Противоречия нового содержания и старой формы, отчетливо проявившиеся в первой книге, стали источником развития творчества Стругацких. Поиск нового стиля — вот сущность и итог их сложного пути с 58 по 60 год.
Рассказы этого периода столь же отчетливо демонстрируют противоборство двух традиций. Стругацкие все еще не видят своего мира в целом, детально и точно, он — в становлении, расплывчат и хаотичен. Поэтому фон рассказов и повестей преимущественно условен и нереален. Но условный фон и живые герои взаимно исключают друг друга. Там, где побеждает «фон», герои сами становятся условными — внешние приметы нового героя уже не связаны ни с действием, ни с мыслью автора. Закономерно, что это происходит в собственно «научно-фантастических» рассказах — «Извне», «Частные предположения», «Чрезвычайное происшествие», «Шесть спичек», отчасти — «Забытый эксперимент». Научное предвидение фантаста не связано с каким-либо определенным представлением о будущем. Оно замкнуто в логическом круге причин и следствий и не способно давать цепную реакцию открытия будущего мира. Только став человеческой проблемой, фантастическая идея может открыть путь художественному познанию мира, как это было у Беляева. Но Стругацкие, подобно другим молодым фантастам, увлечены в этих рассказах самим движением мысли, их пафос — пафос очередной научно-фантастической сенсации: фантастика овладевает еще одной научной проблемой. Рассказы становятся художественно статичными, романтика будущего сползает до шаблона: чудовищные ускорения, опасности, эффектный героизм.
Одновременно возникают рассказы совершенно другого рода, такие как «Глубокий поиск», «Поражение», «Испытание СКИБР», «Ночь на Марсе», «Почти такие же». При желании можно и в них докопаться до н.-ф. первоосновы, можно перечислить: кибернетика, космонавтика и т. д. Важнее другое — увидеть, как переосмыслена в них роль фантастического допущения, гипотезы. Гипотеза предстает уже осуществленной. Научная первооснова — глубоко вошедшей в быт человечества.
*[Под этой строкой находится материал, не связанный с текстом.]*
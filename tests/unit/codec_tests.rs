//! Unit tests for the output line codec and merged output streams.

use bytes::BytesMut;
use futures_util::StreamExt;
use tokio_util::codec::Decoder;

use agent_bridge::process::merge_output;
use agent_bridge::stream::{Frame, LineCodec};

fn line(text: &str) -> Option<Frame> {
    Some(Frame::Line(text.to_owned()))
}

// ── Framing ─────────────────────────────────────────────────────────────────

#[test]
fn single_line_is_returned_without_newline() {
    let mut codec = LineCodec::new();
    let mut buf = BytesMut::from("{\"type\":\"turn.started\"}\n");

    let frame = codec.decode(&mut buf).expect("decode");
    assert_eq!(frame, line("{\"type\":\"turn.started\"}"));
}

#[test]
fn batched_lines_decode_one_at_a_time() {
    let mut codec = LineCodec::new();
    let mut buf = BytesMut::from("first\nsecond\n");

    assert_eq!(codec.decode(&mut buf).expect("first"), line("first"));
    assert_eq!(codec.decode(&mut buf).expect("second"), line("second"));
    assert_eq!(codec.decode(&mut buf).expect("empty"), None);
}

/// A fragment without its newline is held back until the rest arrives.
#[test]
fn partial_line_waits_for_newline() {
    let mut codec = LineCodec::new();
    let mut buf = BytesMut::from("{\"type\":");
    assert_eq!(codec.decode(&mut buf).expect("partial"), None);

    buf.extend_from_slice(b"\"x\"}\n");
    assert_eq!(codec.decode(&mut buf).expect("complete"), line("{\"type\":\"x\"}"));
}

/// The last line of a stream does not need a trailing newline.
#[test]
fn unterminated_final_line_is_flushed_at_eof() {
    let mut codec = LineCodec::new();
    let mut buf = BytesMut::from("tail");

    assert_eq!(codec.decode(&mut buf).expect("no newline"), None);
    assert_eq!(codec.decode_eof(&mut buf).expect("eof"), line("tail"));
}

#[test]
fn invalid_utf8_is_decoded_lossily() {
    let mut codec = LineCodec::new();
    let mut buf = BytesMut::from(&b"ok \xff bytes\n"[..]);

    let frame = codec.decode(&mut buf).expect("decode");
    assert_eq!(frame, line("ok \u{fffd} bytes"));
}

// ── Size limit ──────────────────────────────────────────────────────────────

/// An over-long line becomes a marker frame and the codec keeps going.
#[test]
fn oversized_line_is_reported_and_skipped() {
    let mut codec = LineCodec::with_max_length(8);
    let mut buf = BytesMut::from("this line is far too long\nshort\n");

    let mut frames = Vec::new();
    while let Some(frame) = codec.decode(&mut buf).expect("decode") {
        frames.push(frame);
    }

    assert_eq!(frames.first(), Some(&Frame::Oversized { limit: 8 }));
    assert_eq!(frames.last(), Some(&Frame::Line("short".to_owned())));
}

// ── Merged output ───────────────────────────────────────────────────────────

/// Lines from both pipes arrive, each pipe in its own order.
#[tokio::test]
async fn merged_output_keeps_per_pipe_order() {
    let stdout: &'static [u8] = b"o1\no2\no3\n";
    let stderr: &'static [u8] = b"e1\ne2\n";

    let lines: Vec<String> = merge_output(stdout, stderr, 1024)
        .filter_map(|item| async move {
            match item.expect("frame") {
                Frame::Line(line) => Some(line),
                Frame::Oversized { .. } => None,
            }
        })
        .collect()
        .await;

    assert_eq!(lines.len(), 5);
    let out: Vec<_> = lines.iter().filter(|l| l.starts_with('o')).collect();
    let err: Vec<_> = lines.iter().filter(|l| l.starts_with('e')).collect();
    assert_eq!(out, ["o1", "o2", "o3"]);
    assert_eq!(err, ["e1", "e2"]);
}
//! One complete run: launch, supervise, classify, aggregate.

use std::time::Duration;

use regex::Regex;
use tracing::{debug, info_span, Instrument};

use crate::config::BridgeConfig;
use crate::invocation::Invocation;
use crate::process::{EnvMap, ExecutableResolver, LaunchRequest, Platform, ProcessLauncher, SearchPathResolver};
use crate::session::{aggregate, ClassifierOptions, EventClassifier, RunReport};
use crate::supervisor::TimeoutSupervisor;
use crate::Result;

/// Per-run choices that are not part of the argument vector.
#[derive(Debug, Clone, Copy, Default, PartialEq, Eq)]
pub struct RunOptions {
    /// Wall-clock limit; `None` for unbounded.
    pub deadline: Option<Duration>,
    /// Keep every decoded event in the report.
    pub full_trace: bool,
}

/// Launches a child and folds its event stream into a [`RunReport`].
#[derive(Debug, Clone)]
pub struct Bridge<R = SearchPathResolver> {
    launcher: ProcessLauncher<R>,
    supervisor: TimeoutSupervisor,
    transient: Regex,
    partial_preview_chars: usize,
    platform: Platform,
}

impl Bridge<SearchPathResolver> {
    /// Bridge using `PATH` and package-manager lookup.
    ///
    /// # Errors
    ///
    /// Returns `AppError::Config` if the transient pattern does not compile.
    pub fn from_config(config: &BridgeConfig) -> Result<Self> {
        Self::with_resolver(SearchPathResolver::new(), config)
    }
}

impl<R: ExecutableResolver> Bridge<R> {
    /// Bridge using a custom resolver.
    ///
    /// # Errors
    ///
    /// Returns `AppError::Config` if the transient pattern does not compile.
    pub fn with_resolver(resolver: R, config: &BridgeConfig) -> Result<Self> {
        Ok(Self {
            launcher: ProcessLauncher::new(resolver).with_max_line_bytes(config.max_line_bytes),
            supervisor: TimeoutSupervisor::new(config.supervisor_settings()),
            transient: config.transient_pattern()?,
            partial_preview_chars: config.partial_preview_chars,
            platform: Platform::current(),
        })
    }

    /// Run `invocation` with the current process environment.
    ///
    /// # Errors
    ///
    /// Returns `AppError::Launch` if the child cannot be started. Faults
    /// after launch are reported inside the [`RunReport`].
    pub async fn run(&self, invocation: &Invocation, options: RunOptions) -> Result<RunReport> {
        let request = invocation.launch_request(process_env(), self.platform);
        self.run_request(&request, options).await
    }

    /// Run an already assembled launch request.
    ///
    /// # Errors
    ///
    /// Returns `AppError::Launch` if the child cannot be started.
    pub async fn run_request(
        &self,
        request: &LaunchRequest,
        options: RunOptions,
    ) -> Result<RunReport> {
        let span = info_span!("run", program = %request.program);
        async {
            let process = self.launcher.launch(request)?;
            let mut classifier = EventClassifier::new(ClassifierOptions {
                full_trace: options.full_trace,
                partial_preview_chars: self.partial_preview_chars,
                transient_pattern: self.transient.clone(),
            });

            let outcome = self
                .supervisor
                .supervise(process, options.deadline, &mut classifier)
                .await;
            debug!(?outcome, "supervision finished");

            Ok(aggregate(classifier.finish()))
        }
        .instrument(span)
        .await
    }
}

/// Snapshot of this process's environment; non-UTF-8 entries are skipped.
#[must_use]
pub fn process_env() -> EnvMap {
    std::env::vars_os()
        .filter_map(|(key, value)| Some((key.into_string().ok()?, value.into_string().ok()?)))
        .collect()
}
Ее уже не нужно раскрывать и «доказывать», рассказ перестает быть иллюстрацией к ней, иллюстрацией, сконструированной «под тезис» вопреки художественной логике.
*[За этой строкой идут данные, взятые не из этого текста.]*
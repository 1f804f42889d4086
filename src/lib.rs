#![forbid(unsafe_code)]

//! Runs an NDJSON-emitting child process under a cooperative timeout and
//! folds its event stream into a single report.

pub mod bridge;
pub mod config;
pub mod errors;
pub mod invocation;
pub mod process;
pub mod session;
pub mod stream;
pub mod supervisor;

pub use bridge::{Bridge, RunOptions};
pub use config::BridgeConfig;
pub use errors::{AppError, Result};
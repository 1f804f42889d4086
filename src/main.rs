#![forbid(unsafe_code)]

//! `agent-bridge` runs an NDJSON-emitting agent CLI under a timeout and
//! prints one JSON result on stdout.
//!
//! Logs go to stderr. Exit status is 0 on success, 1 when the run failed,
//! and 2 when it could not be started at all.

use std::path::PathBuf;
use std::process::ExitCode;
use std::time::Duration;

use clap::{Parser, ValueEnum};
use tracing::{error, info, warn};
use tracing_subscriber::{fmt, EnvFilter};

use agent_bridge::bridge::{Bridge, RunOptions};
use agent_bridge::config::BridgeConfig;
use agent_bridge::invocation::{Invocation, SandboxPolicy};
use agent_bridge::session::RunReport;
use agent_bridge::{AppError, Result};

#[derive(Debug, Copy, Clone, Eq, PartialEq, ValueEnum)]
enum LogFormat {
    Text,
    Json,
}

#[derive(Debug, Parser)]
#[command(name = "agent-bridge", about = "Run an agent CLI and report its answer as JSON", version, long_about = None)]
#[allow(clippy::struct_excessive_bools)]
struct Cli {
    /// Instruction for the task to send to the agent.
    #[arg(long, alias = "PROMPT")]
    prompt: String,

    /// Workspace root for the agent.
    #[arg(long)]
    cd: PathBuf,

    /// Sandbox policy for commands the agent runs.
    #[arg(long, default_value_t = SandboxPolicy::ReadOnly)]
    sandbox: SandboxPolicy,

    /// Resume this session instead of starting a new one.
    #[arg(long, alias = "SESSION_ID")]
    session_id: Option<String>,

    /// Model override.
    #[arg(long)]
    model: Option<String>,

    /// Configuration profile to load.
    #[arg(long)]
    profile: Option<String>,

    /// Image files to attach; repeat the flag or separate with commas.
    #[arg(long = "image")]
    images: Vec<String>,

    /// Run every command without approvals or sandboxing.
    #[arg(long)]
    yolo: bool,

    /// Refuse to run outside a Git repository.
    #[arg(long)]
    no_skip_git_repo_check: bool,

    /// Accepted for compatibility; skipping the check is the default.
    #[arg(long, hide = true, conflicts_with = "no_skip_git_repo_check")]
    skip_git_repo_check: bool,

    /// Wall-clock limit in seconds; 0 disables it.
    #[arg(long)]
    timeout: Option<u64>,

    /// Include every decoded event in the result.
    #[arg(long, alias = "return-all-messages")]
    return_all_events: bool,

    /// Path to a TOML configuration file.
    #[arg(long)]
    config: Option<PathBuf>,

    /// Log output format (text or json).
    #[arg(long, value_enum, default_value_t = LogFormat::Text)]
    log_format: LogFormat,

    /// Only log warnings and errors.
    #[arg(long, alias = "no-progress")]
    quiet: bool,
}

fn main() -> ExitCode {
    let args = Cli::parse();
    if let Err(err) = init_tracing(args.log_format, args.quiet) {
        print_report(&RunReport::failure(err.to_string()));
        return ExitCode::from(2);
    }

    let outcome = tokio::runtime::Builder::new_multi_thread()
        .enable_all()
        .build()
        .map_err(|err| AppError::Io(format!("failed to build tokio runtime: {err}")))
        .and_then(|runtime| runtime.block_on(run(args)));

    match outcome {
        Ok(report) => {
            print_report(&report);
            if report.success {
                ExitCode::SUCCESS
            } else {
                ExitCode::from(1)
            }
        }
        Err(err) => {
            error!(%err, "run could not be started");
            print_report(&RunReport::failure(err.to_string()));
            ExitCode::from(2)
        }
    }
}

async fn run(args: Cli) -> Result<RunReport> {
    let config = match &args.config {
        Some(path) => BridgeConfig::load_from_path(path)?,
        None => BridgeConfig::default(),
    };
    info!(command = %config.command, "configuration loaded");

    let timeout = args.timeout.unwrap_or(config.timeout_seconds);
    let options = RunOptions {
        deadline: (timeout > 0).then(|| Duration::from_secs(timeout)),
        full_trace: args.return_all_events,
    };

    let mut invocation = Invocation::new(args.prompt, args.cd);
    invocation.command.clone_from(&config.command);
    invocation.sandbox = args.sandbox;
    invocation.resume_session = args.session_id;
    invocation.model = args.model;
    invocation.profile = args.profile;
    invocation.images = args.images;
    invocation.yolo = args.yolo;
    invocation.skip_git_repo_check = !args.no_skip_git_repo_check;

    let bridge = Bridge::from_config(&config)?;

    tokio::select! {
        report = bridge.run(&invocation, options) => report,
        () = shutdown_signal() => {
            warn!("shutdown signal received, abandoning run");
            Ok(RunReport::failure("[interrupted] received a shutdown signal before the run finished"))
        }
    }
}

fn print_report(report: &RunReport) {
    match serde_json::to_string_pretty(report) {
        Ok(json) => println!("{json}"),
        Err(err) => error!(%err, "failed to serialise report"),
    }
}

async fn shutdown_signal() {
    let ctrl_c = tokio::signal::ctrl_c();

    #[cfg(unix)]
    {
        match tokio::signal::unix::signal(tokio::signal::unix::SignalKind::terminate()) {
            Ok(mut sigterm) => {
                tokio::select! {
                    _ = ctrl_c => {}
                    _ = sigterm.recv() => {}
                }
            }
            Err(err) => {
                warn!(%err, "failed to register SIGTERM handler, using ctrl-c only");
                let _ = ctrl_c.await;
            }
        }
    }

    #[cfg(not(unix))]
    {
        if let Err(err) = ctrl_c.await {
            error!(%err, "ctrl-c signal handler failed");
        }
    }
}

fn init_tracing(log_format: LogFormat, quiet: bool) -> Result<()> {
    let default_level = if quiet { "warn" } else { "info" };
    let env_filter =
        EnvFilter::try_from_default_env().unwrap_or_else(|_| EnvFilter::new(default_level));
    let subscriber = fmt()
        .with_env_filter(env_filter)
        .with_writer(std::io::stderr);

    match log_format {
        LogFormat::Text => subscriber
            .try_init()
            .map_err(|err| AppError::Config(format!("failed to init tracing: {err}")))?,
        LogFormat::Json => subscriber
            .json()
            .try_init()
            .map_err(|err| AppError::Config(format!("failed to init tracing: {err}")))?,
    }

    Ok(())
}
Теперь перед нами — фантастическая, растворившаяся в будничной жизни, глубоко, органично и незримо определяющая сам уклад жизни, деталь действительности, а следовательно — психологию и поступки людей.
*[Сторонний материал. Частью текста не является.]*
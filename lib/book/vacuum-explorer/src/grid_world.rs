/*
 * Copyright (C) 2023 Asim Ihsan
 * SPDX-License-Identifier: AGPL-3.0-only
 *
 * This program is free software: you can redistribute it and/or modify it under
 * the terms of the GNU Affero General Public License as published by the Free
 * Software Foundation, version 3.
 *
 * This program is distributed in the hope that it will be useful, but WITHOUT ANY
 * WARRANTY; without even the implied warranty of MERCHANTABILITY or FITNESS FOR A
 * PARTICULAR PURPOSE. See the GNU Affero General Public License for more details.
 *
 * You should have received a copy of the GNU Affero General Public License along
 * with this program. If not, see <https://www.gnu.org/licenses/>
 */

use rand::Rng as _;
use tracing::trace;

use crate::coordinate::{Action, GridCoordinate};
use crate::percept::{
    AgentId, AgentKind, BumpStatus, DirtStatus, ExplorerPercept, NeighborObservation,
};
use crate::{Environment, HashMap, HashSet, Rng};

/// How far, in either axis, the explorer can see other agents.
pub const SENSOR_RADIUS: i32 = 2;

/// An agent that holds its cell for the whole run.
#[derive(Debug, Clone, PartialEq, Eq)]
pub struct Peer {
    pub id: AgentId,
    pub kind: AgentKind,
    pub location: GridCoordinate,
}

/// A bounded rectangle of squares for one explorer, with optional interior walls and stationary
/// peers. Everything outside the rectangle is wall. Locations here are absolute; the explorer only
/// ever learns offsets.
pub struct GridWorld {
    width: i32,
    height: i32,
    squares: HashMap<GridCoordinate, DirtStatus>,
    walls: HashSet<GridCoordinate>,
    peers: Vec<Peer>,
    explorer_id: AgentId,
    explorer_kind: AgentKind,
    explorer_location: GridCoordinate,
    bumped: bool,
}

impl GridWorld {
    pub fn new(
        width: i32,
        height: i32,
        start: GridCoordinate,
        explorer_id: AgentId,
        explorer_kind: AgentKind,
    ) -> Self {
        let mut squares = HashMap::default();
        for x in 0..width {
            for y in 0..height {
                squares.insert(GridCoordinate::new(x, y), DirtStatus::Dirty);
            }
        }
        Self {
            width,
            height,
            squares,
            walls: HashSet::default(),
            peers: Vec::new(),
            explorer_id,
            explorer_kind,
            explorer_location: start,
            bumped: false,
        }
    }

    /// Each square other than the start turns into a wall with `wall_probability`.
    pub fn random(
        width: i32,
        height: i32,
        wall_probability: f64,
        rng: &mut Rng,
        explorer_id: AgentId,
        explorer_kind: AgentKind,
    ) -> Self {
        let start = GridCoordinate::ORIGIN;
        let mut world = Self::new(width, height, start, explorer_id, explorer_kind);
        for x in 0..width {
            for y in 0..height {
                let cell = GridCoordinate::new(x, y);
                if cell != start && rng.gen_bool(wall_probability) {
                    world.add_wall(cell);
                }
            }
        }
        world
    }

    pub fn add_wall(&mut self, cell: GridCoordinate) {
        self.squares.remove(&cell);
        self.walls.insert(cell);
    }

    /// The peer's square is never reachable, so it stops counting towards the score.
    pub fn add_peer(&mut self, id: AgentId, kind: AgentKind, location: GridCoordinate) {
        self.squares.remove(&location);
        self.peers.push(Peer { id, kind, location });
    }

    pub fn explorer_location(&self) -> GridCoordinate {
        self.explorer_location
    }

    pub fn square_count(&self) -> usize {
        self.squares.len()
    }

    pub fn clean_square_count(&self) -> usize {
        self.squares
            .values()
            .filter(|&s| *s == DirtStatus::Clean)
            .count()
    }

    fn is_blocked(&self, cell: &GridCoordinate) -> bool {
        cell.x < 0
            || cell.y < 0
            || cell.x >= self.width
            || cell.y >= self.height
            || self.walls.contains(cell)
            || self.peers.iter().any(|peer| peer.location == *cell)
    }

    fn visible_peers(&self) -> impl Iterator<Item = NeighborObservation> + '_ {
        self.peers.iter().filter_map(|peer| {
            let relative = peer.location - self.explorer_location;
            (relative.x.unsigned_abs() <= SENSOR_RADIUS.unsigned_abs()
                && relative.y.unsigned_abs() <= SENSOR_RADIUS.unsigned_abs()).then(|| {
                NeighborObservation::new(peer.id, peer.kind.clone(), relative)
            })
        })
    }
}

impl Environment for GridWorld {
    type Action = Action;
    type Percept = ExplorerPercept;
    type Score = i32;

    fn percept(&self) -> Self::Percept {
        let status = self
            .squares
            .get(&self.explorer_location)
            .copied()
            .unwrap_or(DirtStatus::Clean);
        let bump = if self.bumped {
            BumpStatus::Bump
        } else {
            BumpStatus::None
        };
        // the simulator lists the explorer itself as well
        let mut neighbors = vec![NeighborObservation::new(
            self.explorer_id,
            self.explorer_kind.clone(),
            GridCoordinate::ORIGIN,
        )];
        neighbors.extend(self.visible_peers());
        ExplorerPercept::new(status, bump, neighbors)
    }

    fn execute_action(&mut self, action: &Self::Action) {
        self.bumped = false;
        match action {
            Action::Suck => {
                self.squares
                    .insert(self.explorer_location, DirtStatus::Clean);
            }
            Action::NoOp => {}
            Action::North | Action::West | Action::South | Action::East => {
                let destination = action.destination(self.explorer_location);
                if self.is_blocked(&destination) {
                    trace!(%destination, "move rejected");
                    self.bumped = true;
                } else {
                    self.explorer_location = destination;
                }
            }
        }
    }

    fn score(&self) -> Self::Score {
        self.clean_square_count() as i32
    }
}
Подчеркивая эту будничность, Стругацкие намеренно и эпизодично строят рассказ. Вот эпизод из жизни колонии на Марсе, вот рядовое погружение глубоководной субмарины Китовой Охраны, вот одна из сорока семи групп, испытывающих эмбриомеханический зародыш. Эпизоды, по существу, не имеют ни начала, ни конца. Их предыстория, их продолжение угадываются где-то за рамками рассказа, в большом мире фантастических свершений. Стругацкие намеренно отказываются от панорамного осмотра своих владений. Их рассказы — случайно пробитые, узкие окна в ослепительный новый мир. Сжав историю до эпизода, время — до нескольких часов, заключив мир в узких стенах лаборатории или субмарины, фантасты усиливают звучание каждой детали, каждого штриха. Каждая деталь представительствует от лица всего мира.